Beefy Boxes and Bandwidth Generously Provided by pair Networks
Perl: the Markov chain saw
 
PerlMonks  

Possible to have regexes act on file directly (not in memory)

by Nocturnus (Sexton)
on May 02, 2014 at 16:50 UTC ( #1084809=perlquestion: print w/ replies, xml ) Need Help??
Nocturnus has asked for the wisdom of the Perl Monks concerning the following question:

Dear monks,

I have some files which I would like to parse somehow using regular expressions.
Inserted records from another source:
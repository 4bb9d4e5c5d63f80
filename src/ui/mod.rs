pub mod controls;

use crate::lod::LodKey;
use std::fmt;

/// User-tunable PBR inputs read by material synthesis.
#[derive(Debug, Clone, PartialEq, serde::Serialize, serde::Deserialize)]
#[serde(default)]
pub struct MaterialParameters {
    pub color: [f32; 3],
    pub roughness: f32,
    pub metalness: f32,
    pub clearcoat: f32,
    pub clearcoat_roughness: f32,
    pub transmission: f32,
    pub thickness: f32,
    pub ior: f32,
    pub reflectivity: f32,
    pub sheen: f32,
    pub sheen_roughness: f32,
    pub sheen_color: [f32; 3],
    pub specular_intensity: f32,
    pub specular_color: [f32; 3],
    pub iridescence: f32,
    pub iridescence_ior: f32,
    pub iridescence_thickness_range: [f32; 2],
    pub normal_scale: [f32; 2],
    pub use_base_color_map: bool,
    pub use_aorm_maps: bool,
    pub normal_map_enabled: bool,
    pub wireframe_enabled: bool,
    pub double_sided: bool,
    /// Normal map source. Independent of the displayed LOD unless
    /// `normal_map_tracks_lod` is set.
    pub selected_normal_map: LodKey,
    pub normal_map_tracks_lod: bool,
}

impl Default for MaterialParameters {
    fn default() -> Self {
        Self {
            color: [1.0, 1.0, 1.0],
            roughness: 0.5,
            metalness: 0.0,
            clearcoat: 0.0,
            clearcoat_roughness: 0.0,
            transmission: 0.0,
            thickness: 0.0,
            ior: 1.5,
            reflectivity: 0.5,
            sheen: 0.0,
            sheen_roughness: 1.0,
            sheen_color: [0.0, 0.0, 0.0],
            specular_intensity: 1.0,
            specular_color: [1.0, 1.0, 1.0],
            iridescence: 0.0,
            iridescence_ior: 1.3,
            iridescence_thickness_range: [100.0, 400.0],
            normal_scale: [1.0, 1.0],
            use_base_color_map: true,
            use_aorm_maps: true,
            normal_map_enabled: true,
            wireframe_enabled: false,
            double_sided: false,
            selected_normal_map: LodKey::Lod1,
            normal_map_tracks_lod: false,
        }
    }
}

#[derive(Debug, Clone, Copy, PartialEq, Eq, serde::Serialize, serde::Deserialize)]
#[serde(try_from = "u32", into = "u32")]
pub enum ShadowResolution {
    R256,
    R512,
    R1024,
    R2048,
    R4096,
}

impl ShadowResolution {
    pub const ALL: [ShadowResolution; 5] = [
        ShadowResolution::R256,
        ShadowResolution::R512,
        ShadowResolution::R1024,
        ShadowResolution::R2048,
        ShadowResolution::R4096,
    ];

    pub fn pixels(self) -> u32 {
        match self {
            ShadowResolution::R256 => 256,
            ShadowResolution::R512 => 512,
            ShadowResolution::R1024 => 1024,
            ShadowResolution::R2048 => 2048,
            ShadowResolution::R4096 => 4096,
        }
    }
}

impl From<ShadowResolution> for u32 {
    fn from(value: ShadowResolution) -> Self {
        value.pixels()
    }
}

impl TryFrom<u32> for ShadowResolution {
    type Error = String;

    fn try_from(value: u32) -> Result<Self, Self::Error> {
        ShadowResolution::ALL
            .into_iter()
            .find(|resolution| resolution.pixels() == value)
            .ok_or_else(|| format!("unsupported shadow map size {value}"))
    }
}

#[derive(Debug, Clone, PartialEq, serde::Serialize, serde::Deserialize)]
#[serde(default)]
pub struct ShadowSettings {
    pub use_shadows: bool,
    pub use_directional_light_shadow: bool,
    pub use_particle_light_shadow: bool,
    pub resolution: ShadowResolution,
}

impl Default for ShadowSettings {
    fn default() -> Self {
        Self {
            use_shadows: true,
            use_directional_light_shadow: true,
            use_particle_light_shadow: false,
            resolution: ShadowResolution::R1024,
        }
    }
}

#[derive(
    Debug, Clone, Copy, PartialEq, Eq, PartialOrd, Ord, Hash, serde::Serialize, serde::Deserialize,
)]
#[serde(rename_all = "snake_case")]
pub enum EnvironmentMap {
    VeniceSunset,
    RoyalEsplanade,
    StudioSmall,
}

impl EnvironmentMap {
    pub const ALL: [EnvironmentMap; 3] = [
        EnvironmentMap::VeniceSunset,
        EnvironmentMap::RoyalEsplanade,
        EnvironmentMap::StudioSmall,
    ];

    pub fn as_str(self) -> &'static str {
        match self {
            EnvironmentMap::VeniceSunset => "venice_sunset",
            EnvironmentMap::RoyalEsplanade => "royal_esplanade",
            EnvironmentMap::StudioSmall => "studio_small",
        }
    }
}

impl fmt::Display for EnvironmentMap {
    fn fmt(&self, f: &mut fmt::Formatter<'_>) -> fmt::Result {
        f.write_str(self.as_str())
    }
}

#[derive(Debug, Clone, PartialEq, serde::Serialize, serde::Deserialize)]
#[serde(default)]
pub struct EnvironmentSettings {
    pub map: EnvironmentMap,
    pub intensity: f32,
}

impl Default for EnvironmentSettings {
    fn default() -> Self {
        Self {
            map: EnvironmentMap::VeniceSunset,
            intensity: 1.0,
        }
    }
}

#[derive(Debug, Clone, PartialEq, serde::Serialize, serde::Deserialize)]
#[serde(default)]
pub struct GeneralSettings {
    pub lod: LodKey,
    pub rotate_plane: bool,
}

impl Default for GeneralSettings {
    fn default() -> Self {
        Self {
            lod: LodKey::Lod1,
            rotate_plane: false,
        }
    }
}

/// Everything the control surface can edit. One long-lived instance is
/// created at startup and passed by reference to whoever reads it.
#[derive(Debug, Clone, PartialEq, Default, serde::Serialize, serde::Deserialize)]
#[serde(default)]
pub struct ParameterState {
    pub material: MaterialParameters,
    pub shadows: ShadowSettings,
    pub environment: EnvironmentSettings,
    pub general: GeneralSettings,
}

#[cfg(test)]
mod tests {
    use super::*;

    #[test]
    fn shadow_resolution_serializes_as_pixel_count() {
        let json = serde_json::to_string(&ShadowResolution::R2048).unwrap();
        assert_eq!(json, "2048");
        let parsed: ShadowResolution = serde_json::from_str("512").unwrap();
        assert_eq!(parsed, ShadowResolution::R512);
        assert!(serde_json::from_str::<ShadowResolution>("1000").is_err());
    }

    #[test]
    fn partial_json_falls_back_to_defaults() {
        let json = r#"{ "material": { "roughness": 0.9 }, "general": { "lod": "lod3" } }"#;
        let state: ParameterState = serde_json::from_str(json).unwrap();
        assert_eq!(state.material.roughness, 0.9);
        assert_eq!(state.material.ior, MaterialParameters::default().ior);
        assert_eq!(state.general.lod, LodKey::Lod3);
        assert_eq!(state.shadows, ShadowSettings::default());
    }

    #[test]
    fn environment_names_are_stable() {
        let names: Vec<&str> = EnvironmentMap::ALL.iter().map(|map| map.as_str()).collect();
        assert_eq!(names, ["venice_sunset", "royal_esplanade", "studio_small"]);
        let json = serde_json::to_string(&EnvironmentMap::RoyalEsplanade).unwrap();
        assert_eq!(json, "\"royal_esplanade\"");
    }
}
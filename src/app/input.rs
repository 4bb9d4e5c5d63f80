use crate::lod::LodKey;

/// Number row shortcuts: 1-4 pick the matching LOD.
pub fn lod_for_key(key: egui::Key) -> Option<LodKey> {
    match key {
        egui::Key::Num1 => Some(LodKey::Lod1),
        egui::Key::Num2 => Some(LodKey::Lod2),
        egui::Key::Num3 => Some(LodKey::Lod3),
        egui::Key::Num4 => Some(LodKey::Lod4),
        _ => None,
    }
}

/// `R` re-fetches the displayed LOD.
pub fn reload_shortcut(ctx: &egui::Context) -> bool {
    !ctx.wants_keyboard_input() && ctx.input(|input| input.key_pressed(egui::Key::R))
}

/// Last LOD shortcut pressed this frame, ignored while a text field has focus.
pub fn lod_shortcut(ctx: &egui::Context) -> Option<LodKey> {
    if ctx.wants_keyboard_input() {
        return None;
    }
    ctx.input(|input| {
        input
            .events
            .iter()
            .filter_map(|event| match event {
                egui::Event::Key {
                    key, pressed: true, ..
                } => lod_for_key(*key),
                _ => None,
            })
            .last()
    })
}
//! Scripted collaborators shared by unit tests.

use crate::assets::{AssetError, AssetLoader, AssetStore, LoadSequencer, LodSource};
use crate::lod::LodKey;
use crate::scene::material::{Material, PhysicalMaterial, Texture, TextureId};
use crate::scene::{
    Geometry, GroupNode, LightKind, LightNode, MeshNode, SceneNode, Transform,
};
use std::cell::{Cell, RefCell};
use std::collections::HashSet;
use std::sync::Arc;

pub const SOURCE_ALBEDO_ID: TextureId = TextureId(10_000);

pub fn default_sources() -> Vec<LodSource> {
    LodKey::ALL
        .into_iter()
        .map(|key| LodSource {
            key,
            mesh: format!("{key}.json"),
            normal_map: format!("normal_{key}.png"),
            base_color_map: None,
            aorm_map: None,
        })
        .collect()
}

pub fn source_albedo() -> Texture {
    Texture::new(SOURCE_ALBEDO_ID, "source_albedo", [64, 64])
}

fn mesh(name: &str, triangles: u32, material: Material) -> SceneNode {
    SceneNode::Mesh(MeshNode {
        name: name.to_string(),
        transform: Transform::from_position_rotation_scale([0.0, 1.0, 0.0], [0.0; 3], [1.0; 3]),
        geometry: Arc::new(Geometry {
            positions: vec![[0.0, 0.0, 0.0]; 3],
            indices: Some(vec![0; (triangles * 3) as usize]),
        }),
        material,
        cast_shadow: false,
        receive_shadow: false,
        visible: true,
    })
}

/// Two submeshes: `body` carries its own albedo, `trim` has no maps.
pub fn sample_mesh(name: &str, detail: u32) -> SceneNode {
    SceneNode::Group(GroupNode {
        name: name.to_string(),
        transform: Transform::from_position_rotation_scale([3.0, 0.0, -2.0], [0.0, 45.0, 0.0], [2.0; 3]),
        children: vec![
            mesh(
                "body",
                12 * detail,
                Material::Physical(PhysicalMaterial {
                    map: Some(source_albedo()),
                    ..PhysicalMaterial::default()
                }),
            ),
            mesh("trim", 4 * detail, Material::Physical(PhysicalMaterial::default())),
            SceneNode::Light(LightNode {
                name: "baked".to_string(),
                transform: Transform::IDENTITY,
                kind: LightKind::Ambient,
                color: [1.0, 1.0, 1.0],
                intensity: 0.1,
                cast_shadow: false,
                shadow_map_size: 512,
            }),
        ],
    })
}

/// Loader that serves synthetic assets, fails the paths it was told to and
/// never finishes the stalling ones.
pub struct MockLoader {
    failing: HashSet<String>,
    stalling: HashSet<String>,
    requests: RefCell<Vec<String>>,
    next_id: Cell<u64>,
}

impl MockLoader {
    pub fn new() -> Self {
        Self {
            failing: HashSet::new(),
            stalling: HashSet::new(),
            requests: RefCell::new(Vec::new()),
            next_id: Cell::new(1),
        }
    }

    pub fn failing(mut self, path: &str) -> Self {
        self.failing.insert(path.to_string());
        self
    }

    pub fn stalling(mut self, path: &str) -> Self {
        self.stalling.insert(path.to_string());
        self
    }

    pub fn requests(&self) -> Vec<String> {
        self.requests.borrow().clone()
    }

    async fn record(&self, kind: &str, path: &str) -> Result<(), AssetError> {
        self.requests.borrow_mut().push(format!("{kind}:{path}"));
        if self.stalling.contains(path) {
            std::future::pending::<()>().await;
        }
        if self.failing.contains(path) {
            return Err(AssetError::Read {
                path: path.to_string(),
                source: std::io::Error::new(std::io::ErrorKind::NotFound, "scripted failure"),
            });
        }
        Ok(())
    }
}

impl AssetLoader for MockLoader {
    async fn load_mesh(&self, path: &str) -> Result<SceneNode, AssetError> {
        self.record("mesh", path).await?;
        let detail = LodKey::ALL
            .into_iter()
            .zip([4, 3, 2, 1])
            .find(|(key, _)| path.contains(key.as_str()))
            .map(|(_, detail)| detail)
            .unwrap_or(1);
        Ok(sample_mesh(path, detail))
    }

    async fn load_texture(&self, path: &str) -> Result<Texture, AssetError> {
        self.record("texture", path).await?;
        let id = self.next_id.get();
        self.next_id.set(id + 1);
        Ok(Texture::new(TextureId(id), path, [16, 16]))
    }
}

/// Store with the given LODs loaded through the real sequencer.
pub fn store_with(keys: &[LodKey]) -> AssetStore {
    let sources = default_sources()
        .into_iter()
        .filter(|source| keys.contains(&source.key))
        .collect();
    let mut sequencer = LoadSequencer::new(sources);
    let mut store = AssetStore::new();
    let loader = MockLoader::new();
    pollster::block_on(sequencer.load_all(&loader, &mut store, |_, _| {}))
        .expect("mock loads succeed");
    store
}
The files could be several gigabytes or even up to a terabyte in size, so loading the files to memory is not an option.

The files are not guaranteed to have line breaks, and it is not known in advance if the search pattern exists in a certain file, where it is and how often it occurs.

Hence the question: Is it possible to let a regular expression act directly on a file *without* reading any part of the file to memory?

Sorry if this has been answered already; of course, I have tried to do my homework, but probably used the wrong search keywords (I just found the usual posts or tutorials where people suggest to read the whole file into a scalar variable and let the regular expression act on that variable, or to split the file in chunks and test each chunk etc.).

Thank you very much for any thoughts,

Nocturnus

Comment on Possible to have regexes act on file directly (not in memory)
Re: Possible to have regexes act on file directly (not in memory)
by hippo (Curate) on May 02, 2014 at 17:06 UTC

    You already have one answer: split the file into chunks and test each chunk. Can you tell us why you have discarded that approach?

      How would you deal with regular expressions of variable length that cross 2 chunks? What about 3 chunks?
        Did anyone read this thread before posting?

        Or even tried following the links provided, leading to answers already given 13 years ago?

        To say it plain, this theoretical idea of regexes creating unlimited matches is bullshit academic masturbation.

        If the match is indeed too large to hold two chunks in memory (which have to be individually bigger than the maximal match), in what way do you expect to be able to process this match???

        Truth is it's far harder to construct problems which can't be solved with sliding windows, then just to solve the real world tasks.

        Cheers Rolf

        ( addicted to the Perl Programming Language)

        update

        PS: If a little boy asks for a birthday cake bigger than any building on earth, do you really honestly start discussing where to find suitable candles?

      • expanded title
Re: Possible to have regexes act on file directly (not in memory)
by MidLifeXis (Prior) on May 02, 2014 at 17:11 UTC

    Is your regexp bounded in size, or is something along the line of .* acceptable as a regexp? The answer can change the approach used when considering backtracking.

    And just a small nit: you are going to have to read chunks of the file into memory to be able to act on them. At some point in time, the program has to access data from the file.

    --MidLifeXis

Re: Possible to have regexes act on file directly (not in memory)
by LanX (Canon) on May 02, 2014 at 17:12 UTC
    > Is it possible to let a regular expression act directly on a file without reading any part of the file to memory?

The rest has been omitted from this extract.